Why this exception? I asked, with what I thought a forgiveable note of triumphal condescension. Ah, it is a very simple answer, my friend, Zeno smiled. Zeno generally reserves the phrase 'my friend' for chess matches in which he smiles often and holds the clear advantage. But first, tell me why you think this insect is a product of some process of natural selection?
I sensed a trap but, failing to imagine what quicksand might lie ahead, I floundered on. Well, I said, it's pretty clear to me. First of all, they are abundant beyond number, beyond any hope of evolutionary competition from any other species. I include cockroaches in that.
Secondly, they feed on anything and thrive everywhere, whether or not there is a feedlot within twenty miles. They live on discarded plastic, their appetite is never abated by heat, their fevered procreation continues in the coldest weather, they bite savagely.
Finally, they are opportunistic in the extreme, intruding themselves into your home or personal conveyance by clinging to your buttons or shoelaces. They assault one, singly or in numbers, whether frontally, dorsally or laterally. They drive out every other living form. When they are finally and lethally swatted they merely flatten themselves into the thickness of a few microns, then buzz off again, perfectly unscathed, when the swatter is lifted. Quod erat demonstrandum, I concluded. If I didn't know better I'd say they were the devil's own work.
But you are too hasty, my friend, purred Zeno. They evidently don't drive away the cattle. Only, I replied, because it's Kansas. Cows are everywhere already, they nearly outnumber the flies, at least in sheer biomass. But tell me, I asked him, what your own thesis might be on the persistence, prevalence and permanence of the feedyard fly.

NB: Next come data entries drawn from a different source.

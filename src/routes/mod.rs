// src/routes/mod.rs
pub mod chat;

use crate::state::SharedState;
use axum::{
    Router,
    routing::{get, post},
};
use chat::chat_handler;
use tower_http::trace::TraceLayer;

pub fn create_router() -> Router<SharedState> {
    Router::new()
        .route("/chat", post(chat_handler))
        .route("/health", get(|| async { "OK" }))
        .layer(TraceLayer::new_for_http())
}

He took a sip of armagnac, paused, set his snifter on the little stand beside his wicker chair, looked into the autumn foliage and smiled. It's really quite simple, my friend. There is, to put it succinctly, a creator. Or, if you wish, a Creator.

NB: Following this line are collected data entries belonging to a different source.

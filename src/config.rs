// src/config.rs
use std::fmt;

use thiserror::Error;

pub const DEFAULT_MODEL: &str = "gemini-1.5-flash";
pub const DEFAULT_API_BASE: &str = "https://generativelanguage.googleapis.com/v1beta";
pub const DEFAULT_PORT: u16 = 3000;

#[derive(Debug, Error, PartialEq, Eq)]
pub enum ConfigError {
    #[error("GEMINI_API_KEY is not set. Create a .env file or export it before starting the server.")]
    MissingCredential,

    #[error("PORT must be a valid port number, got {0:?}")]
    InvalidPort(String),
}

#[derive(Clone)]
pub struct Config {
    pub api_key: String,
    pub model: String,
    pub api_base: String,
    pub port: u16,
}

// Keeps the credential out of logs.
impl fmt::Debug for Config {
    fn fmt(&self, f: &mut fmt::Formatter<'_>) -> fmt::Result {
        f.debug_struct("Config")
            .field("api_key", &"<redacted>")
            .field("model", &self.model)
            .field("api_base", &self.api_base)
            .field("port", &self.port)
            .finish()
    }
}

impl Config {
    /// Load from the process environment. Call `dotenvy::dotenv()` first if a
    /// `.env` file should be honoured.
    pub fn from_env() -> Result<Self, ConfigError> {
        Self::from_lookup(|key| std::env::var(key).ok())
    }

    pub fn from_lookup<F>(lookup: F) -> Result<Self, ConfigError>
    where
        F: Fn(&str) -> Option<String>,
    {
        let non_blank = |key: &str| lookup(key).filter(|v| !v.trim().is_empty());

        let api_key = non_blank("GEMINI_API_KEY").ok_or(ConfigError::MissingCredential)?;

        let port = match non_blank("PORT") {
            Some(raw) => raw
                .trim()
                .parse()
                .map_err(|_| ConfigError::InvalidPort(raw))?,
            None => DEFAULT_PORT,
        };

        Ok(Self {
            api_key,
            model: non_blank("GEMINI_MODEL").unwrap_or_else(|| DEFAULT_MODEL.to_string()),
            api_base: non_blank("GEMINI_API_BASE")
                .map(|base| base.trim_end_matches('/').to_string())
                .unwrap_or_else(|| DEFAULT_API_BASE.to_string()),
            port,
        })
    }
}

"I'll make 'em too small to hit but big enough to cuss."
Pray tell, I said. You interest me strangely. I, for one, cannot believe my ears. You of all agnostic souls?

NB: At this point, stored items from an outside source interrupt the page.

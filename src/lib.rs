pub mod config;
pub mod error;
pub mod message;
pub mod routes;
pub mod services;
pub mod state;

Well, simply put, Zeno continued, you are doubtless aware of some of the rather shabby arguments employed by the intelligent design contingent. The usual chestnut is the so-called argument from
"irreducible complexity" - certain biological structures are too complex and appeared suddenly in the biological continuum without any apparent structural antecedents. So it must have been some designing mind at work. A creator, in brief.
But surely, I squeaked, just short of expostulation. You can't believe that?
No, no, old chap, Zeno chuckled. I may have my secrets, but surely that belief is not among them. All in all it's very weak as an argument, easily discredited on the evidence. But I do subscribe to a variation of the argument. Call this lame version the Argument from Irreducible Complexity - some physiological thingummy is composed of well-matched, interacting parts, all
contributing to some basic function such that the removal of any one of these
parts must cause the said appurtenance to effectively cease functioning. Rubbish as biology goes, ditto for theology. But consider the Argument from Inexplicable Malignancy.
Say more, I implore you. Limn it for my impoverished intellect.
Only that the creature you have described and with which I am distantly acquainted, this
musca bovinensis domestica, cannot have been the result of any natural process, but could only be the creation of a malicious and utterly humorless creator. The malevolence of such a being, creator and creature both, towards the sentient universe is completely unaccountable, yet pure and unswerving. How else account for them? I rest my case.
So you really do believe there must necessarily be a God? I mused aloud.
Ah, he said, I spy a drop remaining in that flask at your elbow.